Using the data below, copy every line that contains the word "usize".

::: RECORDED INFORMATION

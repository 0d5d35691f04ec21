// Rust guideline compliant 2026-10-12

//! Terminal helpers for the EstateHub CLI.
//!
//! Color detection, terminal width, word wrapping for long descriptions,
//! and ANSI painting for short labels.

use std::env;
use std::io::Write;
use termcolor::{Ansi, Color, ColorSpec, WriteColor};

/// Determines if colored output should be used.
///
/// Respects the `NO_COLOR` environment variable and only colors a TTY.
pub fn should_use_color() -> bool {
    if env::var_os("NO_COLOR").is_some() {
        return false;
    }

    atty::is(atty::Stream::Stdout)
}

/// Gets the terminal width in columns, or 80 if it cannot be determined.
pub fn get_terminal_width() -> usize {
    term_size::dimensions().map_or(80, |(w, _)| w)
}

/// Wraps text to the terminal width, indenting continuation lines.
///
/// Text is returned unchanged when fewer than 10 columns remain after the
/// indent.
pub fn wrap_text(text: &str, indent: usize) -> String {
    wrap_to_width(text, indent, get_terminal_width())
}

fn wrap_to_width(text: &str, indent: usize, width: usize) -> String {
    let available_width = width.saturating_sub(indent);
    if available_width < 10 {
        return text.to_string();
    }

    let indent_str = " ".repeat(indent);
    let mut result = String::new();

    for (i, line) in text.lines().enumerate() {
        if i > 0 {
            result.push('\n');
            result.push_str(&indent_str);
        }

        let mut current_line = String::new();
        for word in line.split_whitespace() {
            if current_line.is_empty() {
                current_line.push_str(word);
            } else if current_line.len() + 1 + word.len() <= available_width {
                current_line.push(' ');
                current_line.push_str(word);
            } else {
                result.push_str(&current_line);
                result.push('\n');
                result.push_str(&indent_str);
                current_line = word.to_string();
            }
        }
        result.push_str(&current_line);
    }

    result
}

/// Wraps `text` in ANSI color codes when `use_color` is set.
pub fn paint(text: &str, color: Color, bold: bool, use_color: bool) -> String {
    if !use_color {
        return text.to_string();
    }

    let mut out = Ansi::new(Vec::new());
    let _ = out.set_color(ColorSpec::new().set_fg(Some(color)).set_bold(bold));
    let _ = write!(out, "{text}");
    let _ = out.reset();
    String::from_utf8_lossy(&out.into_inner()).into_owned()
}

::::::

EXPECTED ANSWER
pub fn get_terminal_width() -> usize {
pub fn wrap_text(text: &str, indent: usize) -> String {
fn wrap_to_width(text: &str, indent: usize, width: usize) -> String {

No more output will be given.